Aim of the task:
Copy the lines below that contain "check".

Saved entries:

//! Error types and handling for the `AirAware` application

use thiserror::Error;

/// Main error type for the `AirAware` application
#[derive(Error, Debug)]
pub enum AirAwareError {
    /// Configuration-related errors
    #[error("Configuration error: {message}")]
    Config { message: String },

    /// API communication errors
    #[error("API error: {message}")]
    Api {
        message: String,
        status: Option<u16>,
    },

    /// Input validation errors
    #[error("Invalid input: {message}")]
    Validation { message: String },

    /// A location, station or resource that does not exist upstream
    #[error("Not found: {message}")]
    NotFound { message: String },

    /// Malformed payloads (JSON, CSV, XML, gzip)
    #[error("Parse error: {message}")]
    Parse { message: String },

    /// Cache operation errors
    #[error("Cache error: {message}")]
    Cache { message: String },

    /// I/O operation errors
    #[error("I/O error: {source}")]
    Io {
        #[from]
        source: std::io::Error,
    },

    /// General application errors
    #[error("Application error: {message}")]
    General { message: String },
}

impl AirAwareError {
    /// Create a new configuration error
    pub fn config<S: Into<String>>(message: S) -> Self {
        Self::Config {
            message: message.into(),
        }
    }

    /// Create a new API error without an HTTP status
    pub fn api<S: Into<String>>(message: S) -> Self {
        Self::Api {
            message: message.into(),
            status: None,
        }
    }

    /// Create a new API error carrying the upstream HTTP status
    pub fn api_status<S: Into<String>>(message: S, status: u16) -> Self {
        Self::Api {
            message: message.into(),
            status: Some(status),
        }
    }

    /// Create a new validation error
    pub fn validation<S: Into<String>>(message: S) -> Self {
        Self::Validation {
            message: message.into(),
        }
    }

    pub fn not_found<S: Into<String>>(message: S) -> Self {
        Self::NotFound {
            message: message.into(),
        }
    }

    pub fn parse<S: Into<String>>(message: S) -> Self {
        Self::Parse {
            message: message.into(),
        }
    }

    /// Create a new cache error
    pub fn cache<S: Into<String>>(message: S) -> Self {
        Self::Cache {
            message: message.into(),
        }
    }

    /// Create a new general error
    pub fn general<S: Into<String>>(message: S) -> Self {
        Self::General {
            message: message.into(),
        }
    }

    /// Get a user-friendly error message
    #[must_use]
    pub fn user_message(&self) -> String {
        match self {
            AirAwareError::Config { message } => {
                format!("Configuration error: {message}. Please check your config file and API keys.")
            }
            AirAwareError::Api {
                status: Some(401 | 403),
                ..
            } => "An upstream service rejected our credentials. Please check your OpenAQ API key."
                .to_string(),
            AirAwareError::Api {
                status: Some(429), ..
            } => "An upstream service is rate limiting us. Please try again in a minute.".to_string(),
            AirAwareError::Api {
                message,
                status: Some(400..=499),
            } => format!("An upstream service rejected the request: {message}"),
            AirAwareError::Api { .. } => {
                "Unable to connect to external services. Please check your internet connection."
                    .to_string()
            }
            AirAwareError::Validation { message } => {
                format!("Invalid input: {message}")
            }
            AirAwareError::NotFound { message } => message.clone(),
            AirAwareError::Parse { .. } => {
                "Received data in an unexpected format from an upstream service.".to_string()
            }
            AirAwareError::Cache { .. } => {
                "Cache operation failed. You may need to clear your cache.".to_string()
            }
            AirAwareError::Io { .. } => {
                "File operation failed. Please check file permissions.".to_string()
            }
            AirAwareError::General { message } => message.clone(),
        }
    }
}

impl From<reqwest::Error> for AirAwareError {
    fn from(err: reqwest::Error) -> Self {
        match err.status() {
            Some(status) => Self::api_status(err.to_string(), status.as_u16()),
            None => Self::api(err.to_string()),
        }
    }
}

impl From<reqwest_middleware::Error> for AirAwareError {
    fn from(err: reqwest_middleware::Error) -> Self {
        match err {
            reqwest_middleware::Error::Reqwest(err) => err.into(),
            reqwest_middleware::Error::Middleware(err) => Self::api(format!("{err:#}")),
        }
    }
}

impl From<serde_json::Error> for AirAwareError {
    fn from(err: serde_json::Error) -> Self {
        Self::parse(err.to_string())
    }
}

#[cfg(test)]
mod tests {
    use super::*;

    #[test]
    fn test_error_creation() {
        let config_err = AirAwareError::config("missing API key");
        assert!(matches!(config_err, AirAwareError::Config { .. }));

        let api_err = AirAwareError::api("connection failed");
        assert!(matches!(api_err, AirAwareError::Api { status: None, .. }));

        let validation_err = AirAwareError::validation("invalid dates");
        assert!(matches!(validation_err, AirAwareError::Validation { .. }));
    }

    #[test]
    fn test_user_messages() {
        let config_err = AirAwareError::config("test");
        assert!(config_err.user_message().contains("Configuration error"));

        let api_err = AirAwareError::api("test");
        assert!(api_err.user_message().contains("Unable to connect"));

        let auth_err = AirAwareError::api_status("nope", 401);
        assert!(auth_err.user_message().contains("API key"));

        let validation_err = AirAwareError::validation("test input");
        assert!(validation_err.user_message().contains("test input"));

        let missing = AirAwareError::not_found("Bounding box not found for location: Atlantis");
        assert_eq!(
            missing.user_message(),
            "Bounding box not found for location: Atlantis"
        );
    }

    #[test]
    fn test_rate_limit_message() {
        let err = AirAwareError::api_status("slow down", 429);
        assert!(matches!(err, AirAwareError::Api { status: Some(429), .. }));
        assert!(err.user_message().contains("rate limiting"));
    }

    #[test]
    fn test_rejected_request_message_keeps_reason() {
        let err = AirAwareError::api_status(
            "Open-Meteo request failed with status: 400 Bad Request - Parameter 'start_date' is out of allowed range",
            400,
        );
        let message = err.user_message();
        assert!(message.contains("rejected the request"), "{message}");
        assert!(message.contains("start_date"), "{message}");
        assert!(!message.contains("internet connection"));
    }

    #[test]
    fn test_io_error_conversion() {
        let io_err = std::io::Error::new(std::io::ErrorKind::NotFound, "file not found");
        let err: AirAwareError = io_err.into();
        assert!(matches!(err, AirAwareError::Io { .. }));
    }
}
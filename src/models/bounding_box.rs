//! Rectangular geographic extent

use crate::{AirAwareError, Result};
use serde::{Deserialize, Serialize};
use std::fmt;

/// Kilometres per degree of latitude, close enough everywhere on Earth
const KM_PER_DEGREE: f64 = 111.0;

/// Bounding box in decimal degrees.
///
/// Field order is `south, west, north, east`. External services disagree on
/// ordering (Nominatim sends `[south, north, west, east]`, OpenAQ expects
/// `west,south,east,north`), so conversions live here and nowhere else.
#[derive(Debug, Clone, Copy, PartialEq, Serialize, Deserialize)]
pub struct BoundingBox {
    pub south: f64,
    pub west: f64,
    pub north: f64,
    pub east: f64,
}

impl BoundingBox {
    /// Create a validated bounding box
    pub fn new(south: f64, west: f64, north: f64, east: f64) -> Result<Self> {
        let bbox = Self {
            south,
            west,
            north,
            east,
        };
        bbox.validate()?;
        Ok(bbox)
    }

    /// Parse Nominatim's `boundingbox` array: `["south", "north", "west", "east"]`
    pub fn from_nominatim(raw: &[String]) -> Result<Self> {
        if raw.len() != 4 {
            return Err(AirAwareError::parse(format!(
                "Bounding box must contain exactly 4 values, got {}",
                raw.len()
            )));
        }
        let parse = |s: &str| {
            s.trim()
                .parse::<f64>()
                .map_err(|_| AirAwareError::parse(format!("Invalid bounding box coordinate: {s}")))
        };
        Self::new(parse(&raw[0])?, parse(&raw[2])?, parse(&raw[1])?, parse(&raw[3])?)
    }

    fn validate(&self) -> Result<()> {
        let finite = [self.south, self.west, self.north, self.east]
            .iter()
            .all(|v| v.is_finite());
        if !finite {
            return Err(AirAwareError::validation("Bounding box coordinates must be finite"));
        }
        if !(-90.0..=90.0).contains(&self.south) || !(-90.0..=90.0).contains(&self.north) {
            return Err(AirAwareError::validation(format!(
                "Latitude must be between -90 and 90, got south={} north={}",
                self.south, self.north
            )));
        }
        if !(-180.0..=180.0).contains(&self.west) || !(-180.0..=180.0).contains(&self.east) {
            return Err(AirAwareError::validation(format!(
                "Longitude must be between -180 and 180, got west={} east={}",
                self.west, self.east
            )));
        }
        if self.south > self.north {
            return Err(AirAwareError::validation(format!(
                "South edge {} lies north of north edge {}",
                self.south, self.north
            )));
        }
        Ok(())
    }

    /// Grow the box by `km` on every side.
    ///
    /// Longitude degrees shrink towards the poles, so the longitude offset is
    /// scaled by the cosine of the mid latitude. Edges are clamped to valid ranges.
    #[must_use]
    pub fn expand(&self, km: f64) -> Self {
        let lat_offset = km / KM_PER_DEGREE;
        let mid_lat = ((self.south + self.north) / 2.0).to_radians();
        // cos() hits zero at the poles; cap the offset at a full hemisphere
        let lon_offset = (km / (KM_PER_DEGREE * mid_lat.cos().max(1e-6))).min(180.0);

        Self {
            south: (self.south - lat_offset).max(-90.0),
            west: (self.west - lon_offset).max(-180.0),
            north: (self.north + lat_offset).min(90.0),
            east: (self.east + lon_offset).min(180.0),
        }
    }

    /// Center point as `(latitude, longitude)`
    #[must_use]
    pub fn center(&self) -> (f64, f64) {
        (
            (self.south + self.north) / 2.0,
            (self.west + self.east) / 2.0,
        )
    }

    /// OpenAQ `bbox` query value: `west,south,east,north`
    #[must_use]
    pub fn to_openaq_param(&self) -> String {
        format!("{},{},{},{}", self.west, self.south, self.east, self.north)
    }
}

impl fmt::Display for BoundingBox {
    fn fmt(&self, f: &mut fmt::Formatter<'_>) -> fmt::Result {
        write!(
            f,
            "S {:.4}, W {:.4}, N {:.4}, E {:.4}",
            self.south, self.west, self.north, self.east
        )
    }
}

Finished exercise:
                format!("Configuration error: {message}. Please check your config file and API keys.")
            } => "An upstream service rejected our credentials. Please check your OpenAQ API key."
                "Unable to connect to external services. Please check your internet connection."
                "File operation failed. Please check file permissions.".to_string()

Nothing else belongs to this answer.